Une paraphrase efficace exige plus qu'une substitution de mots. Vous devez comprendre pleinement la source, exprimer l'idée avec votre propre voix et structure de phrases, et créditer malgré tout le penseur d'origine. Si un lecteur pouvait reconstituer le paragraphe source à partir de votre paraphrase, vous n'avez pas paraphrasé — vous avez déguisé une copie.

Signes que votre paraphrase est trop proche

  • La structure des phrases reproduit celle de la source ligne par ligne
  • La terminologie spécialisée apparaît dans le même ordre que dans l'original
  • Vous avez consulté la source en rédigeant et l'avez laissée ouverte à l'écran
  • Retirer la citation rendrait le passage impossible à attribuer à votre propre analyse

3. Autoplagiat (recyclage de son propre travail)

L'autoplagiat consiste à soumettre un travail que vous avez déjà publié ou fait corriger — en tout ou en partie — sans autorisation ni mention. Les étudiants réutilisent parfois des paragraphes d'un devoir antérieur ; les chercheurs peuvent republier des jeux de données ou des sections de discussion dans plusieurs revues.

L'enjeu éthique est la fausse représentation : chaque soumission laisse entendre un travail nouveau et original, produit pour ce contexte précis. Les catalogues de cours, les directives des revues et les politiques de conférences traitent de plus en plus explicitement l'autoplagiat. En cas de doute, demandez à votre enseignant ou à l'éditeur avant de réutiliser un matériel antérieur.

Note sur les politiques

Certains établissements autorisent une réutilisation limitée avec accord préalable et citation correcte de vos travaux antérieurs. D'autres l'interdisent totalement. Ne supposez jamais que vos anciens devoirs peuvent être recyclés librement.

4. Plagiat en mosaïque (patchwriting)

Le plagiat en mosaïque — parfois appelé patchwriting — mélange des expressions empruntées à plusieurs sources avec du texte original légèrement retouché.
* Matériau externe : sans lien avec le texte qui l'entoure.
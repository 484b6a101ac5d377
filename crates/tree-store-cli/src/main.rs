mod cli;
mod commands;
mod loader;
mod render;

use anyhow::Result;
use clap::Parser;
use log::{debug, info};
use std::process::ExitCode;
use tree_store::TreeStore;

use crate::cli::Args;

/// Exit code when `check` finds issues; clap already uses 2 for usage errors
const CHECK_FAILED: u8 = 3;

fn main() -> ExitCode {
    env_logger::init();
    let args = Args::parse();

    match run(&args) {
        Ok(true) => ExitCode::SUCCESS,
        Ok(false) => ExitCode::from(CHECK_FAILED),
        Err(e) => {
            eprintln!("Error: {:#}", e);
            ExitCode::FAILURE
        }
    }
}

/// Returns whether the command succeeded
fn run(args: &Args) -> Result<bool> {
    debug!("{:?}", args);

    let options = loader::load_options(args.config.as_deref(), args.strict)?;
    let records = loader::load_records(&args.file)?;
    info!("Loaded {} records from {}", records.len(), args.file.display());

    let store = TreeStore::with_options(records, &options)?;
    let outcome = commands::execute(&store, &args.query(), args.order.into())?;
    print!("{}", outcome.output);
    Ok(outcome.success)
}
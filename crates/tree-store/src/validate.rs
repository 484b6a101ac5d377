//! Detection of malformed input
//!
//! Construction never checks its input, so these checks are opt-in: call
//! [`TreeStore::validate`](crate::TreeStore::validate) or build with
//! [`Validation::Strict`](crate::Validation::Strict).

use derive_more::Display;
use log::debug;
use std::collections::HashMap;
use std::fmt;

use crate::index::ItemIndex;
use crate::item::{ItemId, ParentId, TreeRecord};

/// A single problem found in the input
#[derive(Debug, Clone, PartialEq, Eq, Display)]
pub enum Issue {
    /// More than one record uses this id; the last one is indexed
    #[display(fmt = "duplicate id {}", _0)]
    DuplicateId(ItemId),

    /// A record uses the string reserved for the root sentinel as its id
    #[display(fmt = "id {} collides with the root sentinel", _0)]
    ReservedId(ItemId),

    /// A record names a parent that no record defines
    #[display(fmt = "item {} references missing parent {}", item, parent)]
    DanglingParent { item: ItemId, parent: ItemId },

    /// Following parent links from this record loops back onto itself
    #[display(fmt = "item {} is part of a parent cycle", _0)]
    Cycle(ItemId),
}

/// Every issue found in one input, in discovery order
#[derive(Debug, Clone, Default, PartialEq, Eq)]
pub struct ValidationReport {
    issues: Vec<Issue>,
}

impl ValidationReport {
    /// True if no issues were found
    pub fn is_ok(&self) -> bool {
        self.issues.is_empty()
    }

    pub fn issues(&self) -> &[Issue] {
        &self.issues
    }

    pub fn len(&self) -> usize {
        self.issues.len()
    }

    pub fn is_empty(&self) -> bool {
        self.issues.is_empty()
    }

    /// Whether any parent cycle was found
    pub fn has_cycles(&self) -> bool {
        self.issues
            .iter()
            .any(|issue| matches!(issue, Issue::Cycle(_)))
    }
}

impl fmt::Display for ValidationReport {
    fn fmt(&self, f: &mut fmt::Formatter<'_>) -> fmt::Result {
        if self.issues.is_empty() {
            return write!(f, "no issues");
        }
        for (i, issue) in self.issues.iter().enumerate() {
            if i > 0 {
                write!(f, "; ")?;
            }
            write!(f, "{}", issue)?;
        }
        Ok(())
    }
}

impl IntoIterator for ValidationReport {
    type Item = Issue;
    type IntoIter = std::vec::IntoIter<Issue>;

    fn into_iter(self) -> Self::IntoIter {
        self.issues.into_iter()
    }
}

#[derive(Debug, Clone, Copy, PartialEq, Eq)]
enum Mark {
    Unvisited,
    OnPath,
    Done,
}

pub(crate) fn check<R: TreeRecord>(items: &[R], index: &ItemIndex) -> ValidationReport {
    let mut issues = Vec::new();
    // id -> whether it was already reported as a duplicate
    let mut seen: HashMap<&ItemId, bool> = HashMap::with_capacity(items.len());

    for item in items {
        let id = item.id();
        if id.is_root_sentinel() {
            issues.push(Issue::ReservedId(id.clone()));
        }

        match seen.get_mut(id) {
            Some(reported) => {
                if !*reported {
                    issues.push(Issue::DuplicateId(id.clone()));
                    *reported = true;
                }
            }
            None => {
                seen.insert(id, false);
            }
        }

        if let ParentId::Item(parent) = item.parent() {
            if !index.contains(parent) {
                issues.push(Issue::DanglingParent {
                    item: id.clone(),
                    parent: parent.clone(),
                });
            }
        }
    }

    find_cycles(items, index, &mut issues);

    debug!("validated {} records: {} issues", items.len(), issues.len());
    ValidationReport { issues }
}

/// Walk up from every record, marking the records on the current path
fn find_cycles<R: TreeRecord>(items: &[R], index: &ItemIndex, issues: &mut Vec<Issue>) {
    let mut marks = vec![Mark::Unvisited; items.len()];
    let mut path = Vec::new();

    for start in 0..items.len() {
        let mut current = start;
        loop {
            match marks[current] {
                Mark::Done => break,
                Mark::OnPath => {
                    issues.push(Issue::Cycle(items[current].id().clone()));
                    break;
                }
                Mark::Unvisited => {
                    marks[current] = Mark::OnPath;
                    path.push(current);
                }
            }

            let next = items[current]
                .parent()
                .item()
                .and_then(|parent| index.get(parent));
            match next {
                Some(slot) => current = slot.position,
                None => break,
            }
        }

        for position in path.drain(..) {
            marks[position] = Mark::Done;
        }
    }
}
use derive_more::Display;

use crate::item::ItemId;
use crate::validate::ValidationReport;

/// Errors returned by [`TreeStore`](crate::TreeStore) queries
#[derive(Debug, Clone, PartialEq, Eq, Display)]
pub enum TreeStoreError {
    /// No record with this id was indexed
    #[display(fmt = "item {} not found", _0)]
    NotFound(ItemId),

    /// Walking up from this item never reached the root sentinel
    #[display(fmt = "parent chain of item {} does not reach the root", _0)]
    Cycle(ItemId),

    /// Strict construction rejected the input
    #[display(fmt = "malformed input: {}", _0)]
    Malformed(ValidationReport),
}

impl std::error::Error for TreeStoreError {}

/// Result alias used throughout the crate
pub type Result<T> = std::result::Result<T, TreeStoreError>;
Le résultat se lit comme une prose nouvelle mais constitue en réalité un collage de formulations empruntées. Comme aucun passage ne correspond exactement à une seule source, le plagiat en mosaïque peut échapper à un examen superficiel tout en ne respectant pas les normes d'originalité.
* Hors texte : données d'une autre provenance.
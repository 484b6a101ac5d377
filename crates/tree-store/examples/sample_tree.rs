//! Builds the sample eight-item tree and prints the answers to each query
//!
//! Usage:
//!   cargo run -p tree-store --example sample_tree

use std::collections::HashMap;
use tree_store::prelude::*;

fn sample() -> Vec<TreeItem> {
    vec![
        TreeItem::root(1),
        TreeItem::new(2, 1).with_kind("test"),
        TreeItem::new(3, 1).with_kind("test"),
        TreeItem::new(4, 2).with_kind("test"),
        TreeItem::new(5, 2).with_kind("test"),
        TreeItem::new(6, 2).with_kind("test"),
        TreeItem::new(7, 4),
        TreeItem::new(8, 4),
    ]
}

fn ids(items: &[&TreeItem]) -> String {
    items
        .iter()
        .map(|item| item.id.to_string())
        .collect::<Vec<_>>()
        .join(", ")
}

fn main() {
    let store = TreeStore::new(sample());

    println!("all:              {}", ids(&store.get_all().iter().collect::<Vec<_>>()));
    match store.get_item(&5.into()) {
        Ok(item) => println!("item 5:           {:?}", item),
        Err(e) => eprintln!("item 5:           {}", e),
    }
    println!("children of 4:    [{}]", ids(&store.get_children(&4.into())));
    println!("descendants of 1: [{}]", ids(&store.get_all_children(&1.into())));
    match store.get_all_parents(&7.into()) {
        Ok(parents) => println!("ancestors of 7:   [{}]", ids(&parents)),
        Err(e) => eprintln!("ancestors of 7:   {}", e),
    }

    println!();
    let mut depths: HashMap<&ItemId, usize> = HashMap::new();
    for root in store.roots() {
        println!("{}", root.id);
        depths.insert(&root.id, 0);
        for item in store.walk_from(&root.id, TraversalOrder::PreOrder) {
            let depth = item
                .parent
                .item()
                .and_then(|parent| depths.get(parent))
                .map_or(1, |depth| depth + 1);
            depths.insert(&item.id, depth);
            println!("{:indent$}{}", "", item.id, indent = depth * 2);
        }
    }
}
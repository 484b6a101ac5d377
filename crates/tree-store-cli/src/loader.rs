//! Reading records and options from disk

use anyhow::{Context, Result};
use log::debug;
use std::fs;
use std::path::Path;
use tree_store::{StoreOptions, TreeItem, Validation};

/// Read a JSON array of records
pub fn load_records(path: &Path) -> Result<Vec<TreeItem>> {
    let text = fs::read_to_string(path)
        .with_context(|| format!("Failed to read records from {}", path.display()))?;
    parse_records(&text).with_context(|| format!("Failed to parse records in {}", path.display()))
}

/// Parse a JSON array of `{ "id", "parent", "type" }` records
pub fn parse_records(text: &str) -> Result<Vec<TreeItem>> {
    let records: Vec<TreeItem> = serde_json::from_str(text)?;
    debug!("parsed {} records", records.len());
    Ok(records)
}

/// Read options from `path` if given, then apply the `--strict` override
pub fn load_options(path: Option<&Path>, strict: bool) -> Result<StoreOptions> {
    let mut options = match path {
        Some(path) => {
            let text = fs::read_to_string(path)
                .with_context(|| format!("Failed to read config from {}", path.display()))?;
            parse_options(&text)
                .with_context(|| format!("Failed to parse config in {}", path.display()))?
        }
        None => StoreOptions::default(),
    };

    if strict {
        options = options.validation(Validation::Strict);
    }
    debug!("using {:?}", options);
    Ok(options)
}

pub fn parse_options(text: &str) -> Result<StoreOptions> {
    Ok(serde_json::from_str(text)?)
}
Le patchwriting apparaît souvent lorsque l'on synthétise des notes trop proches du matériel source. La solution : fermer toutes les sources, rédiger à partir de la mémoire et de la compréhension, puis vérifier les faits et ajouter les citations ensuite.

5. Plagiat lié aux sources et aux données

Moins visible mais tout aussi grave : citer des sources inexistantes, déformer ce qu'une source dit ou fabriquer des données. Ces formes sapent le fondement probatoire du travail académique. Les relecteurs par les pairs et les études de réplication exposent de plus en plus le plagiat de données dans les publications de recherche.
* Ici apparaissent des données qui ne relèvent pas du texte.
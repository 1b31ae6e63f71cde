//! In-memory collaborators for the engine ports.
//!
//! None of these perform I/O. [`GatedGenerator`] lets a test decide when each
//! layout call resolves, which is how overlapping requests are exercised.

use std::collections::VecDeque;
use std::sync::atomic::{AtomicUsize, Ordering};

use parking_lot::Mutex;
use seatforge_core::{LayoutEntry, Student};
use seatforge_engine::{
    ChartExporter, ExportRequest, ExportedChart, LayoutGenerator, LayoutRequest, RosterSource,
};
use thiserror::Error;
use tokio::sync::oneshot;

/// Error returned by the failing stubs.
#[derive(Debug, Clone, PartialEq, Eq, Error)]
#[error("{0}")]
pub struct StubError(pub String);

/// Roster source backed by a fixed list.
#[derive(Debug, Clone, Default)]
pub struct StaticRoster {
    students: Vec<Student>,
    failure: Option<String>,
}

impl StaticRoster {
    pub fn new(students: Vec<Student>) -> Self {
        Self {
            students,
            failure: None,
        }
    }

    pub fn failing(message: impl Into<String>) -> Self {
        Self {
            students: Vec::new(),
            failure: Some(message.into()),
        }
    }
}

impl RosterSource for StaticRoster {
    type Error = StubError;

    fn read_students(&self) -> Result<Vec<Student>, StubError> {
        match &self.failure {
            Some(message) => Err(StubError(message.clone())),
            None => Ok(self.students.clone()),
        }
    }
}

/// Seats students in request order; optionally in reverse.
#[derive(Debug, Default)]
pub struct InOrderGenerator {
    reverse: bool,
    calls: AtomicUsize,
}

impl InOrderGenerator {
    pub fn new() -> Self {
        Self::default()
    }

    /// Seats the first student on the last seat and so on.
    pub fn reversed() -> Self {
        Self {
            reverse: true,
            calls: AtomicUsize::new(0),
        }
    }

    pub fn calls(&self) -> usize {
        self.calls.load(Ordering::SeqCst)
    }
}

impl LayoutGenerator for InOrderGenerator {
    type Error = StubError;

    async fn generate(&self, request: &LayoutRequest) -> Result<Vec<LayoutEntry>, StubError> {
        self.calls.fetch_add(1, Ordering::SeqCst);
        let seats: Vec<_> = if self.reverse {
            request.seats.iter().rev().collect()
        } else {
            request.seats.iter().collect()
        };
        Ok(request
            .students
            .iter()
            .zip(seats)
            .map(|(student, seat)| LayoutEntry::new(student.clone(), seat.0))
            .collect())
    }
}

/// Generator that always fails with the same message.
#[derive(Debug, Clone)]
pub struct FailingGenerator(pub String);

impl LayoutGenerator for FailingGenerator {
    type Error = StubError;

    async fn generate(&self, _request: &LayoutRequest) -> Result<Vec<LayoutEntry>, StubError> {
        Err(StubError(self.0.clone()))
    }
}

/// Sender side of one gated layout call.
pub type Gate = oneshot::Sender<Result<Vec<LayoutEntry>, StubError>>;

/// Generator whose calls resolve only when the test opens their gate.
///
/// Each call takes the next receiver in the order gates were created.
#[derive(Debug, Default)]
pub struct GatedGenerator {
    gates: Mutex<VecDeque<oneshot::Receiver<Result<Vec<LayoutEntry>, StubError>>>>,
    calls: AtomicUsize,
}

impl GatedGenerator {
    pub fn new() -> Self {
        Self::default()
    }

    /// Queues a gate for the next call.
    pub fn gate(&self) -> Gate {
        let (tx, rx) = oneshot::channel();
        self.gates.lock().push_back(rx);
        tx
    }

    /// Number of calls that have started.
    pub fn calls(&self) -> usize {
        self.calls.load(Ordering::SeqCst)
    }

    /// Yields until at least `n` calls have started.
    pub async fn wait_for_calls(&self, n: usize) {
        while self.calls() < n {
            tokio::task::yield_now().await;
        }
    }
}

impl LayoutGenerator for GatedGenerator {
    type Error = StubError;

    async fn generate(&self, _request: &LayoutRequest) -> Result<Vec<LayoutEntry>, StubError> {
        let gate = self.gates.lock().pop_front();
        self.calls.fetch_add(1, Ordering::SeqCst);
        match gate {
            Some(rx) => rx
                .await
                .unwrap_or_else(|_| Err(StubError("gate dropped".to_string()))),
            None => Err(StubError("no gate queued".to_string())),
        }
    }
}

/// Exporter that records every request and returns a fixed document.
#[derive(Debug, Default)]
pub struct RecordingExporter {
    requests: Mutex<Vec<ExportRequest>>,
}

impl RecordingExporter {
    pub fn new() -> Self {
        Self::default()
    }

    pub fn requests(&self) -> Vec<ExportRequest> {
        self.requests.lock().clone()
    }
}

impl ChartExporter for RecordingExporter {
    type Error = StubError;

    async fn export(&self, request: &ExportRequest) -> Result<ExportedChart, StubError> {
        self.requests.lock().push(request.clone());
        Ok(ExportedChart {
            bytes: b"%PDF-1.4 stub".to_vec(),
            file_name: "seating-chart.pdf".to_string(),
            content_type: Some("application/pdf".to_string()),
        })
    }
}

/// Exporter that always fails.
#[derive(Debug, Clone)]
pub struct FailingExporter(pub String);

impl ChartExporter for FailingExporter {
    type Error = StubError;

    async fn export(&self, _request: &ExportRequest) -> Result<ExportedChart, StubError> {
        Err(StubError(self.0.clone()))
    }
}
//! Bookkeeping for outstanding layout requests.

use std::collections::BTreeSet;

/// How a completed request relates to what is already applied.
#[derive(Debug, Clone, Copy, PartialEq, Eq)]
pub(crate) enum Resolution {
    /// Newer than anything applied so far.
    Current,

    /// A newer request was applied first; drop this result.
    Stale,
}

/// Issues tickets and decides which results may still be applied.
#[derive(Debug, Clone, Default)]
pub(crate) struct RequestLedger {
    next_ticket: u64,
    outstanding: BTreeSet<u64>,
    last_applied: Option<u64>,
}

impl RequestLedger {
    pub(crate) fn issue(&mut self) -> u64 {
        self.next_ticket += 1;
        self.outstanding.insert(self.next_ticket);
        self.next_ticket
    }

    /// Removes `ticket` from the outstanding set.
    ///
    /// Returns `None` if the ticket was never issued or already resolved.
    pub(crate) fn resolve(&mut self, ticket: u64) -> Option<Resolution> {
        if !self.outstanding.remove(&ticket) {
            return None;
        }
        match self.last_applied {
            Some(applied) if applied > ticket => Some(Resolution::Stale),
            _ => Some(Resolution::Current),
        }
    }

    /// Forgets `ticket` without resolving it. Returns whether it was
    /// outstanding.
    pub(crate) fn abandon(&mut self, ticket: u64) -> bool {
        self.outstanding.remove(&ticket)
    }

    pub(crate) fn mark_applied(&mut self, ticket: u64) {
        self.last_applied = Some(ticket);
    }

    pub(crate) fn has_outstanding(&self) -> bool {
        !self.outstanding.is_empty()
    }
}
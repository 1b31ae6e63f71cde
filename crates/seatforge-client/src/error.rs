//! Error types for the HTTP adapters

use thiserror::Error;

/// Failure talking to a remote service.
#[derive(Debug, Error)]
pub enum ClientError {
    /// Transport failure, including timeouts
    #[error("HTTP request failed: {0}")]
    Http(#[from] reqwest::Error),

    /// The service answered with a non-success status
    #[error("Service returned {status}: {message}")]
    Remote { status: u16, message: String },

    /// The response body was not the expected JSON
    #[error("Invalid response body: {0}")]
    Decode(#[from] serde_json::Error),
}

impl ClientError {
    /// Returns true if the request timed out.
    pub fn is_timeout(&self) -> bool {
        matches!(self, ClientError::Http(e) if e.is_timeout())
    }
}

/// Result type alias for the HTTP adapters
pub type Result<T> = std::result::Result<T, ClientError>;
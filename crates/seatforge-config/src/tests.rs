//! Tests for session configuration.

use super::*;

#[test]
fn test_toml_parsing() {
    let toml = r#"
        acceptance_policy = "strict"

        [grid]
        rows = 6
        cols = 8

        [service]
        base_url = "http://127.0.0.1:9000/"
        generate_path = "api/generate"
        timeout_seconds = 15

        [export]
        file_name = "room-204.pdf"
    "#;

    let config = SessionConfig::from_toml_str(toml).unwrap();
    assert_eq!(config.grid_size(), GridSize::new(6, 8));
    assert_eq!(config.acceptance_policy, AcceptancePolicy::Strict);
    assert_eq!(
        config.service.generate_url(),
        "http://127.0.0.1:9000/api/generate"
    );
    assert_eq!(
        config.service.export_url(),
        "http://127.0.0.1:9000/export_pdf"
    );
    assert_eq!(config.service.timeout(), Some(Duration::from_secs(15)));
    assert_eq!(config.export.file_name, "room-204.pdf");
}

#[test]
fn test_yaml_parsing() {
    let yaml = r#"
        acceptance_policy: lenient
        grid:
          rows: 4
        service:
          base_url: http://seating:5000
    "#;

    let config = SessionConfig::from_yaml_str(yaml).unwrap();
    assert_eq!(config.grid.rows, 4);
    assert_eq!(config.grid.cols, 10);
    assert_eq!(config.acceptance_policy, AcceptancePolicy::Lenient);
    assert_eq!(config.service.generate_url(), "http://seating:5000/generate");
}

#[test]
fn test_empty_toml_is_default() {
    let config = SessionConfig::from_toml_str("").unwrap();
    assert_eq!(config, SessionConfig::default());
    assert_eq!(config.grid_size(), GridSize::new(10, 10));
    assert_eq!(config.service.generate_url(), "http://localhost:5000/generate");
    assert_eq!(config.service.timeout(), None);
}

#[test]
fn test_zero_sized_grid_is_invalid() {
    let err = SessionConfig::from_toml_str("[grid]\nrows = 0\n").unwrap_err();
    assert!(matches!(err, ConfigError::Invalid(_)));
}

#[test]
fn test_unknown_policy_is_parse_error() {
    let err = SessionConfig::from_toml_str(r#"acceptance_policy = "maybe""#).unwrap_err();
    assert!(matches!(err, ConfigError::Toml(_)));
}

#[test]
fn test_missing_file_is_io_error() {
    let err = SessionConfig::load("/nonexistent/seating.toml").unwrap_err();
    assert!(matches!(err, ConfigError::Io(_)));
}

#[test]
fn test_builder() {
    let config = SessionConfig::new()
        .with_grid(3, 5)
        .with_acceptance_policy(AcceptancePolicy::Strict)
        .with_base_url("http://example.test")
        .with_timeout_seconds(5);

    assert_eq!(config.grid_size(), GridSize::new(3, 5));
    assert_eq!(config.acceptance_policy, AcceptancePolicy::Strict);
    assert_eq!(config.service.export_url(), "http://example.test/export_pdf");
    assert!(config.validate().is_ok());
}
Comment prévenir le plagiat avant la remise

  1. Commencez par votre propre plan avant de consulter extensivement les sources
  2. Utilisez un style de citation cohérent (APA, MLA ou Chicago) dès le premier brouillon
  3. Effectuez un contrôle d'originalité avec un outil comme Verifext avant la date limite
  4. Tenez un journal de recherche reliant chaque note à son URL ou à sa référence bibliographique
  5. Demandez à un pair ou à un centre d'écriture de relire les passages que vous avez paraphrasés

La prévention coûte toujours moins cher qu'une procédure disciplinaire. Quelques minutes de vérification protègent les notes, la réputation et — pour les chercheurs — la crédibilité sur toute une carrière.

À lire ensuite : Comment l'originalité du contenu influence le classement dans les moteurs de recherche

Pour conclure

L'intégrité académique repose sur une attribution honnête. Chaque type de plagiat décrit ici est évitable grâce à des habitudes de recherche rigoureuses et aux bons outils. Considérez les citations non comme des formalités bureaucratiques, mais comme une courtoisie professionnelle envers les chercheurs sur lesquels vous vous appuyez — et comme une protection pour les contributions originales que vous apportez à la discussion.